Archive for June, 2017

Nicky Haslam

Friday, June 30th, 2017

A detour last night to The Pheasantry in London’s Kings Road. Once a somewhat decadent bar in the 80s, now part Pizza Express restaurant and home to an intimate basement jazz club. The reason a charming evening with Nicky Haslam, supernova interior designer, to hear his take on classic Cole Porter and the 30s and 40s chanteuse, Lee Wiley. Accompanied by the renowned pianist, Tom Wakeley, Nicky exudes wit, charm and wonderful renditions of songs a great many people under 50 have rarely heard. He possesses that rare skill of drawing you into his stories without looking like his trying. Highly recommended.

© James Berkeley 2017.

The Entrepreneur’s Uncommon Legacy

Friday, June 30th, 2017

90% of entrepreneurs want to leave a powerful and lasting legacy upon the successful transition of their business, yet most fail. I define “legacy”, in a business context, as a framework within which decisions are made today about sustaining the beliefs that will enable the business to thrive in the future.

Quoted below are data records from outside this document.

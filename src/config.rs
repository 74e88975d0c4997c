// =============================================================================
// CONFIGURATION - Load settings from shader_layout.toml
// =============================================================================
//
// Output location of generated artifacts, registry cache, binding limits,
// watched extensions and logging. Every section has defaults, so a missing
// file or missing keys are fine.

use anyhow::{Context, Result};
use serde::{Deserialize, Serialize};
use std::path::{Path, PathBuf};

use crate::bindings::{DEFAULT_MAX_BINDING_POINTS, DEFAULT_MAX_TEXTURE_UNITS};

/// Default config file name, looked up in the working directory.
pub const CONFIG_FILE: &str = "shader_layout.toml";

/// Root configuration structure
#[derive(Debug, Clone, Default, PartialEq, Serialize, Deserialize)]
#[serde(default)]
pub struct CompilerConfig {
    pub output: OutputConfig,
    pub registry: RegistryConfig,
    pub bindings: BindingsConfig,
    pub watch: WatchConfig,
    pub logging: LoggingConfig,
}

/// Generated artifact settings
#[derive(Debug, Clone, PartialEq, Serialize, Deserialize)]
#[serde(default)]
pub struct OutputConfig {
    pub directory: PathBuf,
    pub extension: String,
    /// Path generated code uses to reach this crate's runtime types.
    pub runtime_crate: String,
}

impl Default for OutputConfig {
    fn default() -> Self {
        Self {
            directory: PathBuf::from("generated"),
            extension: "rs".to_string(),
            runtime_crate: "shader_layout".to_string(),
        }
    }
}

/// Type registry settings
#[derive(Debug, Clone, PartialEq, Serialize, Deserialize)]
#[serde(default)]
pub struct RegistryConfig {
    /// Identities are loaded from and saved to this file when set.
    pub cache_file: Option<PathBuf>,
    /// Persistent-id characters appended to disambiguate generated names.
    pub name_suffix_len: usize,
}

impl Default for RegistryConfig {
    fn default() -> Self {
        Self {
            cache_file: None,
            name_suffix_len: 4,
        }
    }
}

/// Binding limits
#[derive(Debug, Clone, PartialEq, Serialize, Deserialize)]
#[serde(default)]
pub struct BindingsConfig {
    pub max_binding_points: u32,
    pub max_texture_units: u32,
}

impl Default for BindingsConfig {
    fn default() -> Self {
        Self {
            max_binding_points: DEFAULT_MAX_BINDING_POINTS,
            max_texture_units: DEFAULT_MAX_TEXTURE_UNITS,
        }
    }
}

/// Source watcher settings
#[derive(Debug, Clone, PartialEq, Serialize, Deserialize)]
#[serde(default)]
pub struct WatchConfig {
    pub extensions: Vec<String>,
}

impl Default for WatchConfig {
    fn default() -> Self {
        Self {
            extensions: ["glsl", "vert", "frag", "geom", "comp", "tesc", "tese", "shader"]
                .iter()
                .map(|extension| extension.to_string())
                .collect(),
        }
    }
}

/// Logging settings
#[derive(Debug, Clone, PartialEq, Serialize, Deserialize)]
#[serde(default)]
pub struct LoggingConfig {
    /// `error`, `warn`, `info`, `debug` or `trace`.
    pub level: String,
    pub log_to_file: bool,
    pub log_file: String,
}

impl Default for LoggingConfig {
    fn default() -> Self {
        Self {
            level: "info".to_string(),
            log_to_file: false,
            log_file: "shader_layout.log".to_string(),
        }
    }
}

impl LoggingConfig {
    /// Parsed level, `Info` for anything unrecognised.
    pub fn level_filter(&self) -> log::LevelFilter {
        match self.level.to_lowercase().as_str() {
            "off" => log::LevelFilter::Off,
            "error" => log::LevelFilter::Error,
            "warn" => log::LevelFilter::Warn,
            "info" => log::LevelFilter::Info,
            "debug" => log::LevelFilter::Debug,
            "trace" => log::LevelFilter::Trace,
            _ => {
                log::warn!("Unknown log level '{}', defaulting to info", self.level);
                log::LevelFilter::Info
            }
        }
    }
}

impl CompilerConfig {
    /// Load configuration from file, falling back to defaults if not found
    pub fn load() -> Self {
        Self::load_from_path(CONFIG_FILE).unwrap_or_else(|e| {
            log::warn!("Failed to load {}: {}. Using defaults.", CONFIG_FILE, e);
            CompilerConfig::default()
        })
    }

    /// Load configuration from a specific path
    pub fn load_from_path<P: AsRef<Path>>(path: P) -> Result<Self> {
        let path = path.as_ref();

        if !path.exists() {
            log::info!("Config file not found at {:?}, using defaults", path);
            return Ok(CompilerConfig::default());
        }

        let content = std::fs::read_to_string(path)
            .with_context(|| format!("Failed to read config file: {:?}", path))?;

        let config: CompilerConfig = toml::from_str(&content)
            .with_context(|| format!("Failed to parse config file: {:?}", path))?;

        log::info!("Loaded configuration from {:?}", path);
        log::debug!("Config: {:?}", config);

        Ok(config)
    }
}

Failure is not in my experience down to the most obvious reason (renouncing control) rather it is the absence of people, long before the sale of the business is concluded, with the skills and volition to implement the entrepreneur’s desired legacy in the real world, and constant procrastination. Here is a simple checklist for the Entrepreneur:

  1. What would a successful legacy look, feel, touch, smell, taste like to those who are important to you and in what realistic timeframe?
  2. Whose support must you command upfront (exemplars, key influencers) to sustain it?
  3. What specific goals are you trying to accomplish internally and externally (e.g. improve succession planning, more impressive innovation, heighten customer awareness of societal issues etc.)?
  4. What elements need tackling first (e.g. strengthen career development, prioritise resource to performance improvements not fixing problems, identify exemplars etc.)?
  5. What must be done tomorrow and the day after?
  6. By whom and by what deadline?
  7. Do it.

If you need additional expertise, hire it. One of the biggest mistakes is the assumption that the content knowledge your coterie of existing advisers and top managers have about the inner workings of the business is sufficient to succeed. Here is the litmus test for the Entrepreneur:

  1. Do my key people possess a high, moderate or low level of familiarity with my legacy?
  2. Do my key people possess a high, moderate or low level of clarity about my legacy?
  3. Do my key people possess a high, moderate or low level of skills to implement my legacy?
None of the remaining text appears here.